Today we have Tanya Huff's vaguely steampunk novel The Silvered.

Taking place in a fictional 19th-century world, the plot starts us off in the country of Aydori. Young Mirian Maylin's parents want her to marry into the Pack--Aydori's ruling class of werewolves. The Pack traditionally only marries Mage-pack--female magic users. Nevertheless, Mirian's mother is hopeful she'll make the cut; marrying Pack would ensure status and prosperity for their family.

Sadly, these simple dreams don't last long. The Kresentian Empire soon invades Aydori. Officially they want to expand their borders, but in reality the fighting is a cover for Captain Reiter and his squad of loyal soldiers. They're sent in to capture the leaders of the Mage-pack whose husbands are fighting on the front lines. The emperor's Soothsayers have given him a prophecy, you see: "When wild and mage together come, one in six or six in one, Empires rise or empires fall, the unborn child begins it all." They take this to mean six pregnant mages must be secured and brought back to the Empire, because one's future child holds the Empire's fate in its unborn hands.

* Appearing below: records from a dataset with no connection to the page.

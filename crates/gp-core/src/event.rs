use serde::{Deserialize, Serialize};

use crate::position::Position;

/// An externally supplied timeline record. `locations` holds one cell per
/// column, possibly fewer.
#[derive(Clone, Debug, PartialEq, Eq, Serialize, Deserialize)]
pub struct Event {
    pub step: u64,
    #[serde(default)]
    pub text: String,
    #[serde(default)]
    pub locations: Vec<Position>,
}

impl Event {
    pub fn new(step: u64, text: impl Into<String>, locations: Vec<Position>) -> Self {
        Self {
            step,
            text: text.into(),
            locations,
        }
    }

    pub fn location_of(&self, column: usize) -> Option<Position> {
        self.locations.get(column).copied()
    }
}

/// A scored guess at the current grid location. Scores are comparable but
/// unbounded; they are produced elsewhere and never recomputed here.
#[derive(Clone, Copy, Debug, PartialEq, Serialize, Deserialize)]
pub struct LocalizationCandidate {
    pub location: Position,
    pub score: f64,
}

/// State diagnostics attached by the backend: candidate locations plus
/// the positions it reports for each column.
#[derive(Clone, Debug, Default, PartialEq, Serialize, Deserialize)]
pub struct Diagnostics {
    #[serde(default)]
    pub candidates: Vec<LocalizationCandidate>,
    #[serde(default)]
    pub column_positions: Vec<Position>,
}

impl Diagnostics {
    pub fn with_candidates(candidates: Vec<LocalizationCandidate>) -> Self {
        Self {
            candidates,
            column_positions: Vec::new(),
        }
    }

    /// Highest-scoring candidate. Ties keep the earliest; NaN never wins.
    pub fn best_candidate(&self) -> Option<LocalizationCandidate> {
        best_candidate(&self.candidates)
    }

    /// Candidates ordered by descending score, stable for ties.
    pub fn ranked(&self) -> Vec<LocalizationCandidate> {
        let mut ranked: Vec<_> = self
            .candidates
            .iter()
            .copied()
            .filter(|c| !c.score.is_nan())
            .collect();
        ranked.sort_by(|a, b| b.score.total_cmp(&a.score));
        ranked
    }
}

pub fn best_candidate(candidates: &[LocalizationCandidate]) -> Option<LocalizationCandidate> {
    let mut best: Option<LocalizationCandidate> = None;
    for c in candidates {
        if c.score.is_nan() {
            continue;
        }
        match best {
            Some(b) if c.score <= b.score => {}
            _ => best = Some(*c),
        }
    }
    best
}

#[cfg(test)]
mod tests {
    use super::*;

    fn cand(x: u32, score: f64) -> LocalizationCandidate {
        LocalizationCandidate {
            location: Position::new(x, 0),
            score,
        }
    }

    #[test]
    fn test_best_is_max() {
        let d = Diagnostics::with_candidates(vec![cand(1, 0.2), cand(2, 3.5), cand(3, -1.0)]);
        assert_eq!(d.best_candidate(), Some(cand(2, 3.5)));
    }

    #[test]
    fn test_tie_keeps_first_seen() {
        let d = Diagnostics::with_candidates(vec![cand(1, 2.0), cand(2, 2.0), cand(3, 1.0)]);
        assert_eq!(d.best_candidate().map(|c| c.location.x), Some(1));
    }

    #[test]
    fn test_nan_never_wins() {
        let d = Diagnostics::with_candidates(vec![cand(1, f64::NAN), cand(2, -5.0)]);
        assert_eq!(d.best_candidate().map(|c| c.location.x), Some(2));

        let only_nan = Diagnostics::with_candidates(vec![cand(1, f64::NAN)]);
        assert!(only_nan.best_candidate().is_none());
    }

    #[test]
    fn test_empty_has_no_best() {
        assert!(Diagnostics::default().best_candidate().is_none());
    }

    #[test]
    fn test_ranked_descending_stable() {
        let d = Diagnostics::with_candidates(vec![
            cand(1, 1.0),
            cand(2, 5.0),
            cand(3, 1.0),
            cand(4, f64::NAN),
        ]);
        let xs: Vec<_> = d.ranked().iter().map(|c| c.location.x).collect();
        assert_eq!(xs, vec![2, 1, 3]);
        assert_eq!(d.ranked().first().copied(), d.best_candidate());
    }

    #[test]
    fn test_event_location_of() {
        let e = Event::new(1, "a", vec![Position::new(1, 2)]);
        assert_eq!(e.location_of(0), Some(Position::new(1, 2)));
        assert_eq!(e.location_of(1), None);
    }

    #[test]
    fn test_event_serde_defaults() {
        let e: Event = serde_json::from_str(r#"{"step": 4}"#).unwrap();
        assert_eq!(e, Event::new(4, "", vec![]));
    }
}
/// Side length of the toroidal grid (cells per axis).
pub const GRID_SIZE: u32 = 64;

/// Largest per-axis displacement a single step may produce.
pub const MAX_STEP: u32 = 3;

/// Number of trailing tokens fed to the context hasher (previous + current).
pub const CONTEXT_WINDOW: usize = 2;

/// Multiplier applied to the current token in the displacement mix.
pub const MIX_CURRENT: u32 = 31;

/// Multiplier applied to the previous token in the displacement mix.
pub const MIX_PREVIOUS: u32 = 17;

/// Right shift selecting the bit range that drives `dy`.
/// `dx` reads the low bits, so the two axes come from different ranges.
pub const DY_SHIFT: u32 = 8;

/// Start of the single default column: (15, 14), seed 0.
pub const DEFAULT_START: (u32, u32) = (15, 14);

The mission goes smoothly enough, and Reiter and his men take possession of the members of the Mage-pack as they travel by carriage by suppressing their magic via golden hair nets. However, there are only five mages and not the six they were ordered to capture. Mirian then happens along with her parents and the soldiers mistake her for the sixth mage. They manage to capture her but Tomas, the last surviving member of the Pack (the others were killed in an artillery strike) rescues her. They then chase after the soldiers in a desperate bid to rescue the women of the Mage-pack. Along the way, Mirian discovers both her latent magical powers and her feelings for Tomas.

The Silvered is a well-written novel. It has compelling characters and Tanya Huff is skilled with prose. Unfortunately, the story takes a while to pick up speed, only getting really good about 2/3 of the way through. The scenes with Mirian and Tomas chasing the soldiers drag on and on, and it felt like they were never going to get anywhere. I think if Huff had removed or shortened certain scenes, that would have gone a long way to perfecting the story.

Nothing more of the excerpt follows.